Your task »
In the listing below, which lines contain the string "broadcast"? Copy them all.

━━━ Records for processing

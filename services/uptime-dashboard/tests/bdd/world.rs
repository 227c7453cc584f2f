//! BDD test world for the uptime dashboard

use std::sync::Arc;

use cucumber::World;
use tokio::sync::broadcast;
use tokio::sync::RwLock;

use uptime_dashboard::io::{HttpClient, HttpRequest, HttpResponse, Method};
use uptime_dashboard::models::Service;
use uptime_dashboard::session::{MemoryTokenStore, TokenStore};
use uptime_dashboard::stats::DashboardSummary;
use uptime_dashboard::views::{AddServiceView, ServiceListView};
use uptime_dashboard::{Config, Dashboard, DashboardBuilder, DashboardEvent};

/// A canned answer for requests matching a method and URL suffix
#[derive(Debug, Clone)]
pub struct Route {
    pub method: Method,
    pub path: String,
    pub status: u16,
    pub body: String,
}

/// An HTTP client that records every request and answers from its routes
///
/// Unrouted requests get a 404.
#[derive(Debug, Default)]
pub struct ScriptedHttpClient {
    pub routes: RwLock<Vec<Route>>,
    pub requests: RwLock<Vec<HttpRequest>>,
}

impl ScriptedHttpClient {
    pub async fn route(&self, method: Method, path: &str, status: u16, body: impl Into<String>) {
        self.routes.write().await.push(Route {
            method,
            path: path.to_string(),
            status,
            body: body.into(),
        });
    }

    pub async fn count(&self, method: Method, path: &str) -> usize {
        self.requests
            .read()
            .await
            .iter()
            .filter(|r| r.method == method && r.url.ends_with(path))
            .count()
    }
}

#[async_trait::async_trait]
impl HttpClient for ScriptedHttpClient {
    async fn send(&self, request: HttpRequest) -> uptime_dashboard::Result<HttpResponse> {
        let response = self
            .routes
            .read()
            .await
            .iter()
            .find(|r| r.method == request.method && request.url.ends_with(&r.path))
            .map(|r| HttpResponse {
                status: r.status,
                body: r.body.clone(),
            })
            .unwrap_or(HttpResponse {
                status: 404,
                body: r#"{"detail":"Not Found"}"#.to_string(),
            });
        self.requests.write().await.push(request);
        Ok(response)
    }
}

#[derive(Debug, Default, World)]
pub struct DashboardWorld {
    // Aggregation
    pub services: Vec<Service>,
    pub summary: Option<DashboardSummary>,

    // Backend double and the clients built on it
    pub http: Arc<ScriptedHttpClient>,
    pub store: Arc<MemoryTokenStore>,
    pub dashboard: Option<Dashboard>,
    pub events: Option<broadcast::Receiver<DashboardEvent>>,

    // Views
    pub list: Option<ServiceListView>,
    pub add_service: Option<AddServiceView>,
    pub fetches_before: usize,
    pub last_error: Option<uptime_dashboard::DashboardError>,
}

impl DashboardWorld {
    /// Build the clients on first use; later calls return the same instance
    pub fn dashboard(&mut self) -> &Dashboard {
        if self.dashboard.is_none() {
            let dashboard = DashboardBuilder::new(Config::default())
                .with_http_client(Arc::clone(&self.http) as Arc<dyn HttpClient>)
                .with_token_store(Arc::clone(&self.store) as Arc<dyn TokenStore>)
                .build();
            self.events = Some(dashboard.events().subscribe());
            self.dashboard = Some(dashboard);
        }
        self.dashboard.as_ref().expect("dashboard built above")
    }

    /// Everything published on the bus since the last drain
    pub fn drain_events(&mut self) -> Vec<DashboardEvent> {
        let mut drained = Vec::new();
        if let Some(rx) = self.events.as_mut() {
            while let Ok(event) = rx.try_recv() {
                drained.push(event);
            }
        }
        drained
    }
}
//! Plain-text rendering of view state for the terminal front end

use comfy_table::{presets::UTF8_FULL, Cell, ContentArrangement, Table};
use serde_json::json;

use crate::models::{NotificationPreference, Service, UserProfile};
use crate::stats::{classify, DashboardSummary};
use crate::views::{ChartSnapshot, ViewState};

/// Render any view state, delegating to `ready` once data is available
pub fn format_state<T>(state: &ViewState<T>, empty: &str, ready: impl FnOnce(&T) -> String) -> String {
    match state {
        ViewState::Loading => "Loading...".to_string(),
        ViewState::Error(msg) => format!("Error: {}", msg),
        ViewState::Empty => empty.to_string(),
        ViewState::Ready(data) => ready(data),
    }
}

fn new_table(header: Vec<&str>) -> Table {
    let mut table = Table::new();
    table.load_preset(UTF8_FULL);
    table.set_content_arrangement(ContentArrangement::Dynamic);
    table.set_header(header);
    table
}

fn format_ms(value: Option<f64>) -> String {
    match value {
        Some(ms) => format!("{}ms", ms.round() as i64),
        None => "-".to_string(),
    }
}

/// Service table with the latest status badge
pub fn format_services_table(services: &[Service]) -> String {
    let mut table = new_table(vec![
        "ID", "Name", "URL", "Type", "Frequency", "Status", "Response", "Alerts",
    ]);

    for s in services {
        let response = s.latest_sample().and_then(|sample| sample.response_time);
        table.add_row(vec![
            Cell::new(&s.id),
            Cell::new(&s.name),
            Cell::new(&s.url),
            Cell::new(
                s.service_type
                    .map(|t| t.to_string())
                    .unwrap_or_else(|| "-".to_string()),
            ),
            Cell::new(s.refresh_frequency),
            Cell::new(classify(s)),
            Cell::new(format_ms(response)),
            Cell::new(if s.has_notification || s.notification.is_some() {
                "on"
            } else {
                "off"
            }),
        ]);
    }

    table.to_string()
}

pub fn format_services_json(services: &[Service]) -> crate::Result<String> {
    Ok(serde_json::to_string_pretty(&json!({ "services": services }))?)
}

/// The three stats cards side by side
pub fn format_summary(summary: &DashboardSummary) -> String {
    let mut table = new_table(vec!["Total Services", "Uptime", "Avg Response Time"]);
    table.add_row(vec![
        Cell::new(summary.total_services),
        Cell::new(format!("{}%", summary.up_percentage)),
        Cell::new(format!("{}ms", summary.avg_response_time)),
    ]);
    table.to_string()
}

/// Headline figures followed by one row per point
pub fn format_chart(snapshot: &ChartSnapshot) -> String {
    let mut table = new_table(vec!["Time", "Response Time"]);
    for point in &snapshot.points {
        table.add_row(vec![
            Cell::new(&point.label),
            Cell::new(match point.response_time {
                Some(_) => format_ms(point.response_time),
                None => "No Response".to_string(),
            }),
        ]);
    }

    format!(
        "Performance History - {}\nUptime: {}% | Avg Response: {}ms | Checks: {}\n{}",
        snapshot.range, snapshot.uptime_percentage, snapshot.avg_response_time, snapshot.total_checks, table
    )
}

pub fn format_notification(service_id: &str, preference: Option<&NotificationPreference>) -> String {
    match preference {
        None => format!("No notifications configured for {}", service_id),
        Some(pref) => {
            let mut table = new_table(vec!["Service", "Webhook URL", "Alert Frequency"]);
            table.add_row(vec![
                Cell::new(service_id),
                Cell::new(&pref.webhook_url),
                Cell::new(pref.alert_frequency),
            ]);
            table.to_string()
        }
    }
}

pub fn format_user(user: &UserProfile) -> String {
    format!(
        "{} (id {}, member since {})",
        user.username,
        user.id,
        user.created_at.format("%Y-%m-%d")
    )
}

━━━━━━
━━━ Records for processing

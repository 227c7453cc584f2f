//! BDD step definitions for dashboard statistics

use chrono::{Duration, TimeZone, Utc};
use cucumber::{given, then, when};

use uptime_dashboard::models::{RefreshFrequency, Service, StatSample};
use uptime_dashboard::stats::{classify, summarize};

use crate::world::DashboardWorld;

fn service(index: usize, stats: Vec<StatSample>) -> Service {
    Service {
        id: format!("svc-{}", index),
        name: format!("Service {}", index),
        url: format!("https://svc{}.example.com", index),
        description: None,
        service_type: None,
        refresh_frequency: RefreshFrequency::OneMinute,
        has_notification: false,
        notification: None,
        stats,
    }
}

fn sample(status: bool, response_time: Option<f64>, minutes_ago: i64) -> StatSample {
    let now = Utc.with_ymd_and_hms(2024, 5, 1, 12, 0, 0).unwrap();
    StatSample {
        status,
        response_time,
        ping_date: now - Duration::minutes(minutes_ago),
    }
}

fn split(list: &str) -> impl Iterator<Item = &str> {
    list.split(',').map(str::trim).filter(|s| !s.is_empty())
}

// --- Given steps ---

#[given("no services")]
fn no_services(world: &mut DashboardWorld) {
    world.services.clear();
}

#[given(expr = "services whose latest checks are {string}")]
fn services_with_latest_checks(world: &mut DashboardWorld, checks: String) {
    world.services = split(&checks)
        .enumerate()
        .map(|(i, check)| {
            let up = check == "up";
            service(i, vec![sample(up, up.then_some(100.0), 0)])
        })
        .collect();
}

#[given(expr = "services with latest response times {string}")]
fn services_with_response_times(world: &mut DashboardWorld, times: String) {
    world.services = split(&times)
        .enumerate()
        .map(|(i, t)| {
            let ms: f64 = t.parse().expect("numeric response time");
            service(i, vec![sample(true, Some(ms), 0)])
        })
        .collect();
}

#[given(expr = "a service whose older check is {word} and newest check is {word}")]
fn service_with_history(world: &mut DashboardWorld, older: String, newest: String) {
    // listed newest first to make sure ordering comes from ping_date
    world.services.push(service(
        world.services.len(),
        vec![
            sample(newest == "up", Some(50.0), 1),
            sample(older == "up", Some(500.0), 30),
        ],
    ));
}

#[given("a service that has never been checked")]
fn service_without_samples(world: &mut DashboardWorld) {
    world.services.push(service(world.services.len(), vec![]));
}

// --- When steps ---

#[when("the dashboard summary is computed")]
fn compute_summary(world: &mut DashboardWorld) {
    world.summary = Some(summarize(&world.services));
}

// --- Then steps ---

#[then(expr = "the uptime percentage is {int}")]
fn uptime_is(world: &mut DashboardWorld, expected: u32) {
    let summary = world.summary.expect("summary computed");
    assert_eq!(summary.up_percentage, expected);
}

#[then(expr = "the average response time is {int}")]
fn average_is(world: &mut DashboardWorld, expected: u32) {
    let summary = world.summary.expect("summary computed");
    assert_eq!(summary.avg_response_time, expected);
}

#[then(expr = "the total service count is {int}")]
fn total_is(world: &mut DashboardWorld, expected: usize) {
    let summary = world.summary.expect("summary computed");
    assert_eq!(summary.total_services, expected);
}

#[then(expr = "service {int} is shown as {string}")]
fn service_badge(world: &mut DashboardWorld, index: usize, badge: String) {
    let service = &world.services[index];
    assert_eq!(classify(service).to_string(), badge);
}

━━━━━━
━━━ Records for processing

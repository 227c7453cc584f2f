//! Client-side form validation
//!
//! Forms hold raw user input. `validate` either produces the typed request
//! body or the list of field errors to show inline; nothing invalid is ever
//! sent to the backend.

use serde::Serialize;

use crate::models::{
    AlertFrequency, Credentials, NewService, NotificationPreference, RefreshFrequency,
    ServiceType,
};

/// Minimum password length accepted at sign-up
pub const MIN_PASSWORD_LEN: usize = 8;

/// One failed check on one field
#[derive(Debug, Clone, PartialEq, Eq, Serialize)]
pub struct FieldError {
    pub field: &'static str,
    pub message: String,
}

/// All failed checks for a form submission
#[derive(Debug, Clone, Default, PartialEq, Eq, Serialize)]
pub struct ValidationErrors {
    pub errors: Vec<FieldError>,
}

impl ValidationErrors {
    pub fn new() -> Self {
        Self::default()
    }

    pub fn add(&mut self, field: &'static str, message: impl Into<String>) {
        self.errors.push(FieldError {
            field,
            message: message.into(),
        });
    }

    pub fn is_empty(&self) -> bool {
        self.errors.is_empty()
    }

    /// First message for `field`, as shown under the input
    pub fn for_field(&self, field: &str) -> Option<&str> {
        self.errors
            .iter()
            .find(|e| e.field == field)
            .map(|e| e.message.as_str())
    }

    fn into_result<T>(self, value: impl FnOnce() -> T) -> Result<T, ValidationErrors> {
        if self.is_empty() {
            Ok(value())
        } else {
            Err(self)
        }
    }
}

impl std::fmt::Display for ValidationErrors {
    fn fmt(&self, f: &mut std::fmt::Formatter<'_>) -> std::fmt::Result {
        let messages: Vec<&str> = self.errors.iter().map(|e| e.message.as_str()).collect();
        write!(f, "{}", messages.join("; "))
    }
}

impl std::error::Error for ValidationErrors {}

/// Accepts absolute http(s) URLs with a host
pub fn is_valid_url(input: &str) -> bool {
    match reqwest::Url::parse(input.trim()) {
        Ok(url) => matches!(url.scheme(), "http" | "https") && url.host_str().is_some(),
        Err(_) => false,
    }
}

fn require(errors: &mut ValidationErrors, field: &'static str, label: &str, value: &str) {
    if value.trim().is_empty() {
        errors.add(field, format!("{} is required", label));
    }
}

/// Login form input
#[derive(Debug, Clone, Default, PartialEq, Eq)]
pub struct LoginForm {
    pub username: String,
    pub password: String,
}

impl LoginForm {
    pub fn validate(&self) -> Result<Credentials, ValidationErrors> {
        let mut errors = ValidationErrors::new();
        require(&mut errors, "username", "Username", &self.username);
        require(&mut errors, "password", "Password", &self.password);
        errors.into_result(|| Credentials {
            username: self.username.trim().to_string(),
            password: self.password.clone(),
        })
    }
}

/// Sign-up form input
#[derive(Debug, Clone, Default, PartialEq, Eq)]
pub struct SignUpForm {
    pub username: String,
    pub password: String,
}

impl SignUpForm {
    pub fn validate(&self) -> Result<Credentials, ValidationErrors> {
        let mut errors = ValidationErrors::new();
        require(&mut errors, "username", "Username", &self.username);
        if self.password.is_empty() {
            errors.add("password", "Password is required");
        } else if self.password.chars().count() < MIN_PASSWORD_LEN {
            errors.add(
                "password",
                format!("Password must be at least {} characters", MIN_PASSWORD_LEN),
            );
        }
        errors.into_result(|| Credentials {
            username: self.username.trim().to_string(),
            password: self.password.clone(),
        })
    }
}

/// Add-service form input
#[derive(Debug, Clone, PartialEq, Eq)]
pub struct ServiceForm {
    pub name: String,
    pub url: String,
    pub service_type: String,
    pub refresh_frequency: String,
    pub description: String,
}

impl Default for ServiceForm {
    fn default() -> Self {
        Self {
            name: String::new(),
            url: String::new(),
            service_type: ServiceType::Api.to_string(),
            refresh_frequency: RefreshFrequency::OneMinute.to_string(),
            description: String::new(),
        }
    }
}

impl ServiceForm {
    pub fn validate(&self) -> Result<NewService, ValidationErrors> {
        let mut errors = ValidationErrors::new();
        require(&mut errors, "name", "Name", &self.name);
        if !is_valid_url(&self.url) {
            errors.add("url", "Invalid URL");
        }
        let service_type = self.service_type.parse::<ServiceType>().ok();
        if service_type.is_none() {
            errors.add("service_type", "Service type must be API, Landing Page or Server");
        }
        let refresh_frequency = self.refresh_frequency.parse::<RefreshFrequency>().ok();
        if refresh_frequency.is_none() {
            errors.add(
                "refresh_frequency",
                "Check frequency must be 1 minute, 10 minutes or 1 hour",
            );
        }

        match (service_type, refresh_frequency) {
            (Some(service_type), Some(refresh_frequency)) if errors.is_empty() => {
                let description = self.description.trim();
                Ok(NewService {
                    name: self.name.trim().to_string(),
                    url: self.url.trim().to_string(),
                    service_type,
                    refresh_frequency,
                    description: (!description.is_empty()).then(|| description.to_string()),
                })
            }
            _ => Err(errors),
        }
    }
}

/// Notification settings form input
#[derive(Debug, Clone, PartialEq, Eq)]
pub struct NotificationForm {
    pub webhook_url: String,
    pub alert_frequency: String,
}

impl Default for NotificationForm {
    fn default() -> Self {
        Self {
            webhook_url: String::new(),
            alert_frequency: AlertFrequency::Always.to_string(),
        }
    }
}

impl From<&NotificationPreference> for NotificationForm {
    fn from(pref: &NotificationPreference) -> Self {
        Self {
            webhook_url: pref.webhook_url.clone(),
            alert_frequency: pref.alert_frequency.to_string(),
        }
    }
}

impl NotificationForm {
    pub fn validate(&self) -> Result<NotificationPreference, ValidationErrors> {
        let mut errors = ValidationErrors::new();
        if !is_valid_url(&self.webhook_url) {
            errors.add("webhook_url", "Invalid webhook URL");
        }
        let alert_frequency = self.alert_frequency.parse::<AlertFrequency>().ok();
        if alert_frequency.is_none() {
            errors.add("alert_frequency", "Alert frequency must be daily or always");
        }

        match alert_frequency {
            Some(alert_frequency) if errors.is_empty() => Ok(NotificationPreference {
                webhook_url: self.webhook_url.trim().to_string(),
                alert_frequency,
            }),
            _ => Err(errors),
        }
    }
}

━━━━━━

Written response »
use tokio::sync::broadcast;
    pub events: Option<broadcast::Receiver<DashboardEvent>>,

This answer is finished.